▸ **Dataset excerpts**:
// 📊 Chart Data Shaper
// Composition → stacked horizontal bar segments + on-bar annotations

use serde::Serialize;

use crate::demographics::{Composition, Demographic};

/// Segments at or below this percentage get no on-bar annotation
pub const ANNOTATION_THRESHOLD: f64 = 7.0;

/// One stacked-bar segment
#[derive(Debug, Clone, PartialEq, Serialize)]
pub struct Segment {
    pub demographic: Demographic,
    pub label: &'static str,
    pub color: &'static str,
    /// Unrounded; drives the bar width
    pub percentage: f64,
    pub hover_text: String,
}

/// On-bar text label
#[derive(Debug, Clone, PartialEq, Serialize)]
pub struct Annotation {
    pub demographic: Demographic,
    /// Horizontal center on the 0..100 axis
    pub x: f64,
    pub text: String,
}

/// Render-ready data for one stacked horizontal bar
#[derive(Debug, Clone, PartialEq, Serialize)]
pub struct StackedBar {
    pub segments: Vec<Segment>,
    pub annotations: Vec<Annotation>,
}

impl StackedBar {
    /// True when there is nothing to draw (zero population)
    pub fn is_blank(&self) -> bool {
        self.segments.iter().all(|s| s.percentage == 0.0)
    }
}

/// "Label: NN.N%"
pub fn format_share(demographic: Demographic, percentage: f64) -> String {
    format!("{}: {:.1}%", demographic.label(), percentage)
}

/// Shape a composition into stacked-bar segments.
///
/// Segments always follow `Demographic::ALL`. Only segments above
/// `ANNOTATION_THRESHOLD` are annotated, and the running offset used to
/// center an annotation only advances for annotated segments, so small
/// segments do not shift the labels that follow them.
pub fn shape(composition: &Composition) -> StackedBar {
    let mut segments = Vec::with_capacity(Demographic::ALL.len());
    let mut annotations = Vec::new();
    let mut cumulative = 0.0;

    for (demographic, percentage) in composition.iter() {
        segments.push(Segment {
            demographic,
            label: demographic.label(),
            color: demographic.color(),
            percentage,
            hover_text: format_share(demographic, percentage),
        });

        if percentage > ANNOTATION_THRESHOLD {
            annotations.push(Annotation {
                demographic,
                x: cumulative + percentage / 2.0,
                text: format_share(demographic, percentage),
            });
            cumulative += percentage;
        }
    }

    StackedBar { segments, annotations }
}

#[cfg(test)]
mod tests {
    use super::*;

    #[test]
    fn test_only_large_segments_are_annotated() {
        let composition = Composition::from_percentages(&[
            (Demographic::White, 5.0),
            (Demographic::Black, 4.0),
            (Demographic::Asian, 91.0),
        ]);

        let bar = shape(&composition);

        assert_eq!(bar.annotations.len(), 1);
        assert_eq!(bar.annotations[0].demographic, Demographic::Asian);
        // small segments do not advance the offset
        assert_eq!(bar.annotations[0].x, 45.5);
        assert_eq!(bar.annotations[0].text, "Asian: 91.0%");
    }

    #[test]
    fn test_running_offset_of_annotated_segments() {
        let composition = Composition::from_percentages(&[
            (Demographic::White, 60.0),
            (Demographic::Black, 3.0),
            (Demographic::Asian, 7.0),
            (Demographic::Latino, 20.0),
            (Demographic::Other, 10.0),
        ]);

        let bar = shape(&composition);

        let positions: Vec<(Demographic, f64)> =
            bar.annotations.iter().map(|a| (a.demographic, a.x)).collect();
        assert_eq!(
            positions,
            vec![
                (Demographic::White, 30.0),
                (Demographic::Latino, 70.0),
                (Demographic::Other, 85.0),
            ]
        );
    }

    #[test]
    fn test_exactly_seven_is_not_annotated() {
        let composition = Composition::from_percentages(&[
            (Demographic::White, 93.0),
            (Demographic::Other, 7.0),
        ]);

        let bar = shape(&composition);

        assert!(bar.annotations.iter().all(|a| a.demographic != Demographic::Other));
    }

    #[test]
    fn test_segments_follow_fixed_order() {
        let composition = Composition::from_percentages(&[
            (Demographic::Other, 50.0),
            (Demographic::Latino, 25.0),
            (Demographic::White, 25.0),
        ]);

        let bar = shape(&composition);

        let order: Vec<Demographic> = bar.segments.iter().map(|s| s.demographic).collect();
        assert_eq!(order, Demographic::ALL.to_vec());
        assert_eq!(bar.segments[0].color, "#ffb262");
        assert_eq!(bar.segments[4].label, "Other");
    }

    #[test]
    fn test_text_is_rounded_width_is_not() {
        let composition = Composition::from_percentages(&[
            (Demographic::White, 66.666_666),
            (Demographic::Black, 33.333_334),
        ]);

        let bar = shape(&composition);

        assert_eq!(bar.segments[0].percentage, 66.666_666);
        assert_eq!(bar.segments[0].hover_text, "White: 66.7%");
        assert_eq!(bar.annotations[1].text, "Black: 33.3%");
    }

    #[test]
    fn test_zero_composition_is_blank() {
        let bar = shape(&Composition::zero());

        assert!(bar.is_blank());
        assert_eq!(bar.segments.len(), 5);
        assert!(bar.annotations.is_empty());
    }

    #[test]
    fn test_shape_is_deterministic() {
        let composition = Composition::from_percentages(&[
            (Demographic::White, 41.2),
            (Demographic::Black, 38.8),
            (Demographic::Latino, 20.0),
        ]);

        assert_eq!(shape(&composition), shape(&composition));
    }
}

▸ **Activity**:
Only the lines from the beginning of the material to the line containing "segments, so small" should be echoed, verbatim and in full.

▸ **Task result**:
// 📊 Chart Data Shaper
// Composition → stacked horizontal bar segments + on-bar annotations

use serde::Serialize;

use crate::demographics::{Composition, Demographic};

/// Segments at or below this percentage get no on-bar annotation
pub const ANNOTATION_THRESHOLD: f64 = 7.0;

/// One stacked-bar segment
#[derive(Debug, Clone, PartialEq, Serialize)]
pub struct Segment {
    pub demographic: Demographic,
    pub label: &'static str,
    pub color: &'static str,
    /// Unrounded; drives the bar width
    pub percentage: f64,
    pub hover_text: String,
}

/// On-bar text label
#[derive(Debug, Clone, PartialEq, Serialize)]
pub struct Annotation {
    pub demographic: Demographic,
    /// Horizontal center on the 0..100 axis
    pub x: f64,
    pub text: String,
}

/// Render-ready data for one stacked horizontal bar
#[derive(Debug, Clone, PartialEq, Serialize)]
pub struct StackedBar {
    pub segments: Vec<Segment>,
    pub annotations: Vec<Annotation>,
}

impl StackedBar {
    /// True when there is nothing to draw (zero population)
    pub fn is_blank(&self) -> bool {
        self.segments.iter().all(|s| s.percentage == 0.0)
    }
}

/// "Label: NN.N%"
pub fn format_share(demographic: Demographic, percentage: f64) -> String {
    format!("{}: {:.1}%", demographic.label(), percentage)
}

/// Shape a composition into stacked-bar segments.
///
/// Segments always follow `Demographic::ALL`. Only segments above
/// `ANNOTATION_THRESHOLD` are annotated, and the running offset used to
/// center an annotation only advances for annotated segments, so small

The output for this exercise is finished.